Start of Block
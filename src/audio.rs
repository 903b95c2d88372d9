//! Audio: sound cues and the tempo-driven beat track
//!
//! Sounds are synthesized with Web Audio oscillators, no asset files. The
//! beat scheduling (`BeatClock`) is plain arithmetic so it runs and tests
//! natively; only `AudioManager` touches the browser.

use crate::sim::level::MusicTheme;
use crate::sim::state::GameEvent;

/// Sound effect types
#[derive(Debug, Clone, Copy, PartialEq, Eq)]
pub enum SoundEffect {
    /// Target destroyed
    Slice,
    /// Target captured
    Collect,
    /// Hazard hit
    Bomb,
    /// Target launched
    Throw,
}

impl SoundEffect {
    /// Cue for a simulation event, if it has one
    pub fn for_event(event: &GameEvent) -> Option<Self> {
        use crate::sim::level::InteractionMode;

        match event {
            GameEvent::Resolved { mode, .. } => Some(match mode {
                InteractionMode::Destroy => SoundEffect::Slice,
                InteractionMode::Capture => SoundEffect::Collect,
            }),
            GameEvent::HazardHit { .. } => Some(SoundEffect::Bomb),
            GameEvent::Spawned { .. } => Some(SoundEffect::Throw),
            _ => None,
        }
    }
}

/// Beat scheduler for the level's tempo
///
/// Fires at most one beat per `due` call, so a stalled tab resumes on the
/// grid instead of bursting every missed beat.
#[derive(Debug, Clone)]
pub struct BeatClock {
    interval_ms: f64,
    next_ms: Option<f64>,
    beat: u32,
    theme: MusicTheme,
}

impl BeatClock {
    pub fn new(bpm: u32, theme: MusicTheme) -> Self {
        Self {
            interval_ms: 60_000.0 / bpm.max(1) as f64,
            next_ms: None,
            beat: 0,
            theme,
        }
    }

    /// Index of the beat due at `now_ms`, if any. The first call starts the
    /// track and fires immediately.
    pub fn due(&mut self, now_ms: f64) -> Option<u32> {
        let next = *self.next_ms.get_or_insert(now_ms);
        if now_ms < next {
            return None;
        }
        // Skip ahead over missed beats
        let missed = ((now_ms - next) / self.interval_ms).floor();
        self.next_ms = Some(next + (missed + 1.0) * self.interval_ms);

        let beat = self.beat;
        self.beat += 1;
        Some(beat)
    }

    /// Whether this beat carries a kick drum
    pub fn is_kick(&self, beat: u32) -> bool {
        match self.theme {
            MusicTheme::HeavyMetal => true,
            _ => beat % 2 == 0,
        }
    }

    pub fn theme(&self) -> MusicTheme {
        self.theme
    }

    /// Cancel pending beats and rewind
    pub fn stop(&mut self) {
        self.next_ms = None;
        self.beat = 0;
    }
}

#[cfg(target_arch = "wasm32")]
pub use web::AudioManager;

#[cfg(target_arch = "wasm32")]
mod web {
    use web_sys::{AudioContext, AudioNode, GainNode, OscillatorNode, OscillatorType};

    use super::SoundEffect;
    use crate::sim::level::MusicTheme;

    /// Audio manager for the game
    pub struct AudioManager {
        ctx: Option<AudioContext>,
        master_volume: f32,
        sfx_volume: f32,
        music_volume: f32,
        muted: bool,
    }

    impl Default for AudioManager {
        fn default() -> Self {
            Self::new()
        }
    }

    impl AudioManager {
        pub fn new() -> Self {
            // May fail outside a secure context
            let ctx = AudioContext::new().ok();
            if ctx.is_none() {
                log::warn!("Failed to create AudioContext - audio disabled");
            }
            Self {
                ctx,
                master_volume: 0.8,
                sfx_volume: 1.0,
                music_volume: 0.7,
                muted: false,
            }
        }

        /// Resume audio context (required after user gesture)
        pub fn resume(&self) {
            if let Some(ctx) = &self.ctx {
                let _ = ctx.resume();
            }
        }

        pub fn set_volumes(&mut self, master: f32, sfx: f32, music: f32) {
            self.master_volume = master.clamp(0.0, 1.0);
            self.sfx_volume = sfx.clamp(0.0, 1.0);
            self.music_volume = music.clamp(0.0, 1.0);
        }

        pub fn set_muted(&mut self, muted: bool) {
            self.muted = muted;
        }

        fn volume(&self, channel: f32) -> f32 {
            if self.muted {
                0.0
            } else {
                self.master_volume * channel
            }
        }

        fn context(&self, vol: f32) -> Option<&AudioContext> {
            if vol <= 0.0 {
                return None;
            }
            let ctx = self.ctx.as_ref()?;
            if ctx.state() == web_sys::AudioContextState::Suspended {
                let _ = ctx.resume();
            }
            Some(ctx)
        }

        /// Play a sound effect
        pub fn play(&self, effect: SoundEffect) {
            let vol = self.volume(self.sfx_volume);
            let Some(ctx) = self.context(vol) else { return };
            let Some((osc, gain)) = create_osc(ctx, ctx.destination().as_ref()) else {
                return;
            };
            let t = ctx.current_time();
            let freq = osc.frequency();
            let amp = gain.gain();

            let stop = match effect {
                SoundEffect::Slice => {
                    osc.set_type(OscillatorType::Sawtooth);
                    freq.set_value_at_time(800.0, t).ok();
                    freq.exponential_ramp_to_value_at_time(100.0, t + 0.1).ok();
                    amp.set_value_at_time(vol * 0.1, t).ok();
                    amp.exponential_ramp_to_value_at_time(0.001, t + 0.1).ok();
                    0.1
                }
                SoundEffect::Collect => {
                    osc.set_type(OscillatorType::Sine);
                    freq.set_value_at_time(500.0, t).ok();
                    freq.linear_ramp_to_value_at_time(1000.0, t + 0.1).ok();
                    amp.set_value_at_time(vol * 0.1, t).ok();
                    amp.linear_ramp_to_value_at_time(0.0, t + 0.2).ok();
                    0.2
                }
                SoundEffect::Bomb => {
                    osc.set_type(OscillatorType::Square);
                    freq.set_value_at_time(150.0, t).ok();
                    freq.exponential_ramp_to_value_at_time(50.0, t + 0.3).ok();
                    amp.set_value_at_time(vol * 0.3, t).ok();
                    amp.exponential_ramp_to_value_at_time(0.001, t + 0.3).ok();
                    0.3
                }
                SoundEffect::Throw => {
                    osc.set_type(OscillatorType::Triangle);
                    freq.set_value_at_time(400.0, t).ok();
                    freq.linear_ramp_to_value_at_time(300.0, t + 0.05).ok();
                    amp.set_value_at_time(vol * 0.05, t).ok();
                    amp.linear_ramp_to_value_at_time(0.0, t + 0.05).ok();
                    0.05
                }
            };

            osc.start_with_when(t).ok();
            osc.stop_with_when(t + stop).ok();
        }

        /// Kick drum for the beat track
        pub fn kick(&self, theme: MusicTheme) {
            let vol = self.volume(self.music_volume);
            let Some(ctx) = self.context(vol) else { return };
            let Ok(master) = ctx.create_gain() else { return };
            master.gain().set_value(vol * 0.2);
            if master.connect_with_audio_node(&ctx.destination()).is_err() {
                return;
            }
            let Some((osc, gain)) = create_osc(ctx, master.as_ref()) else {
                return;
            };
            let t = ctx.current_time();

            let (pitch, level) = match theme {
                MusicTheme::HeavyMetal => (150.0, 0.8),
                _ => {
                    osc.set_type(OscillatorType::Sine);
                    (100.0, 0.5)
                }
            };
            osc.frequency().set_value_at_time(pitch, t).ok();
            osc.frequency()
                .exponential_ramp_to_value_at_time(0.01, t + 0.2)
                .ok();
            gain.gain().set_value_at_time(level, t).ok();
            gain.gain()
                .exponential_ramp_to_value_at_time(0.001, t + 0.2)
                .ok();

            osc.start_with_when(t).ok();
            osc.stop_with_when(t + 0.2).ok();
        }
    }

    /// Oscillator → gain → `out`
    fn create_osc(ctx: &AudioContext, out: &AudioNode) -> Option<(OscillatorNode, GainNode)> {
        let osc = ctx.create_oscillator().ok()?;
        let gain = ctx.create_gain().ok()?;
        osc.connect_with_audio_node(&gain).ok()?;
        gain.connect_with_audio_node(out).ok()?;
        Some((osc, gain))
    }
}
End of Block
Make a verbatim copy of every entry shown above.

filename src/audio.rs
repository 903b95c2d88372d9
//! Audio: sound cues and the tempo-driven beat track
//!
//! Sounds are synthesized with Web Audio oscillators, no asset files. The
//! beat scheduling (`BeatClock`) is plain arithmetic so it runs and tests
//! natively; only `AudioManager` touches the browser.

use crate::sim::level::MusicTheme;
use crate::sim::state::GameEvent;

/// Sound effect types
#[derive(Debug, Clone, Copy, PartialEq, Eq)]
pub enum SoundEffect {
    /// Target destroyed
    Slice,
    /// Target captured
    Collect,
    /// Hazard hit
    Bomb,
    /// Target launched
    Throw,
}

impl SoundEffect {
    /// Cue for a simulation event, if it has one
    pub fn for_event(event: &GameEvent) -> Option<Self> {
        use crate::sim::level::InteractionMode;

        match event {
            GameEvent::Resolved { mode, .. } => Some(match mode {
                InteractionMode::Destroy => SoundEffect::Slice,
                InteractionMode::Capture => SoundEffect::Collect,
            }),
            GameEvent::HazardHit { .. } => Some(SoundEffect::Bomb),
            GameEvent::Spawned { .. } => Some(SoundEffect::Throw),
            _ => None,
        }
    }
}

/// Beat scheduler for the level's tempo
///
/// Fires at most one beat per `due` call, so a stalled tab resumes on the
/// grid instead of bursting every missed beat.
#[derive(Debug, Clone)]
pub struct BeatClock {
    interval_ms: f64,
    next_ms: Option<f64>,
    beat: u32,
    theme: MusicTheme,
}

impl BeatClock {
    pub fn new(bpm: u32, theme: MusicTheme) -> Self {
        Self {
            interval_ms: 60_000.0 / bpm.max(1) as f64,
            next_ms: None,
            beat: 0,
            theme,
        }
    }

    /// Index of the beat due at `now_ms`, if any. The first call starts the
    /// track and fires immediately.
    pub fn due(&mut self, now_ms: f64) -> Option<u32> {
        let next = *self.next_ms.get_or_insert(now_ms);
        if now_ms < next {
            return None;
        }
        // Skip ahead over missed beats
        let missed = ((now_ms - next) / self.interval_ms).floor();
        self.next_ms = Some(next + (missed + 1.0) * self.interval_ms);

        let beat = self.beat;
        self.beat += 1;
        Some(beat)
    }

    /// Whether this beat carries a kick drum
    pub fn is_kick(&self, beat: u32) -> bool {
        match self.theme {
            MusicTheme::HeavyMetal => true,
            _ => beat % 2 == 0,
        }
    }

    pub fn theme(&self) -> MusicTheme {
        self.theme
    }

    /// Cancel pending beats and rewind
    pub fn stop(&mut self) {
        self.next_ms = None;
        self.beat = 0;
    }
}

#[cfg(target_arch = "wasm32")]
pub use web::AudioManager;

#[cfg(target_arch = "wasm32")]
mod web {
    use web_sys::{AudioContext, AudioNode, GainNode, OscillatorNode, OscillatorType};

    use super::SoundEffect;
    use crate::sim::level::MusicTheme;

    /// Audio manager for the game
    pub struct AudioManager {
        ctx: Option<AudioContext>,
        master_volume: f32,
        sfx_volume: f32,
        music_volume: f32,
        muted: bool,
    }

    impl Default for AudioManager {
        fn default() -> Self {
            Self::new()
        }
    }

    impl AudioManager {
        pub fn new() -> Self {
            // May fail outside a secure context
            let ctx = AudioContext::new().ok();
            if ctx.is_none() {
                log::warn!("Failed to create AudioContext - audio disabled");
            }
            Self {
                ctx,
                master_volume: 0.8,
                sfx_volume: 1.0,
                music_volume: 0.7,
                muted: false,
            }
        }

        /// Resume audio context (required after user gesture)
        pub fn resume(&self) {
            if let Some(ctx) = &self.ctx {
                let _ = ctx.resume();
            }
        }

        pub fn set_volumes(&mut self, master: f32, sfx: f32, music: f32) {
            self.master_volume = master.clamp(0.0, 1.0);
            self.sfx_volume = sfx.clamp(0.0, 1.0);
            self.music_volume = music.clamp(0.0, 1.0);
        }

        pub fn set_muted(&mut self, muted: bool) {
            self.muted = muted;
        }

        fn volume(&self, channel: f32) -> f32 {
            if self.muted {
                0.0
            } else {
                self.master_volume * channel
            }
        }

        fn context(&self, vol: f32) -> Option<&AudioContext> {
            if vol <= 0.0 {
                return None;
            }
            let ctx = self.ctx.as_ref()?;
            if ctx.state() == web_sys::AudioContextState::Suspended {
                let _ = ctx.resume();
            }
            Some(ctx)
        }

        /// Play a sound effect
        pub fn play(&self, effect: SoundEffect) {
            let vol = self.volume(self.sfx_volume);
            let Some(ctx) = self.context(vol) else { return };
            let Some((osc, gain)) = create_osc(ctx, ctx.destination().as_ref()) else {
                return;
            };
            let t = ctx.current_time();
            let freq = osc.frequency();
            let amp = gain.gain();

            let stop = match effect {
                SoundEffect::Slice => {
                    osc.set_type(OscillatorType::Sawtooth);
                    freq.set_value_at_time(800.0, t).ok();
                    freq.exponential_ramp_to_value_at_time(100.0, t + 0.1).ok();
                    amp.set_value_at_time(vol * 0.1, t).ok();
                    amp.exponential_ramp_to_value_at_time(0.001, t + 0.1).ok();
                    0.1
                }
                SoundEffect::Collect => {
                    osc.set_type(OscillatorType::Sine);
                    freq.set_value_at_time(500.0, t).ok();
                    freq.linear_ramp_to_value_at_time(1000.0, t + 0.1).ok();
                    amp.set_value_at_time(vol * 0.1, t).ok();
                    amp.linear_ramp_to_value_at_time(0.0, t + 0.2).ok();
                    0.2
                }
                SoundEffect::Bomb => {
                    osc.set_type(OscillatorType::Square);
                    freq.set_value_at_time(150.0, t).ok();
                    freq.exponential_ramp_to_value_at_time(50.0, t + 0.3).ok();
                    amp.set_value_at_time(vol * 0.3, t).ok();
                    amp.exponential_ramp_to_value_at_time(0.001, t + 0.3).ok();
                    0.3
                }
                SoundEffect::Throw => {
                    osc.set_type(OscillatorType::Triangle);
                    freq.set_value_at_time(400.0, t).ok();
                    freq.linear_ramp_to_value_at_time(300.0, t + 0.05).ok();
                    amp.set_value_at_time(vol * 0.05, t).ok();
                    amp.linear_ramp_to_value_at_time(0.0, t + 0.05).ok();
                    0.05
                }
            };

            osc.start_with_when(t).ok();
            osc.stop_with_when(t + stop).ok();
        }

        /// Kick drum for the beat track
        pub fn kick(&self, theme: MusicTheme) {
            let vol = self.volume(self.music_volume);
            let Some(ctx) = self.context(vol) else { return };
            let Ok(master) = ctx.create_gain() else { return };
            master.gain().set_value(vol * 0.2);
            if master.connect_with_audio_node(&ctx.destination()).is_err() {
                return;
            }
            let Some((osc, gain)) = create_osc(ctx, master.as_ref()) else {
                return;
            };
            let t = ctx.current_time();

            let (pitch, level) = match theme {
                MusicTheme::HeavyMetal => (150.0, 0.8),
                _ => {
                    osc.set_type(OscillatorType::Sine);
                    (100.0, 0.5)
                }
            };
            osc.frequency().set_value_at_time(pitch, t).ok();
            osc.frequency()
                .exponential_ramp_to_value_at_time(0.01, t + 0.2)
                .ok();
            gain.gain().set_value_at_time(level, t).ok();
            gain.gain()
                .exponential_ramp_to_value_at_time(0.001, t + 0.2)
                .ok();

            osc.start_with_when(t).ok();
            osc.stop_with_when(t + 0.2).ok();
        }
    }

    /// Oscillator → gain → `out`
    fn create_osc(ctx: &AudioContext, out: &AudioNode) -> Option<(OscillatorNode, GainNode)> {
        let osc = ctx.create_oscillator().ok()?;
        let gain = ctx.create_gain().ok()?;
        osc.connect_with_audio_node(&gain).ok()?;
        gain.connect_with_audio_node(out).ok()?;
        Some((osc, gain))
    }
}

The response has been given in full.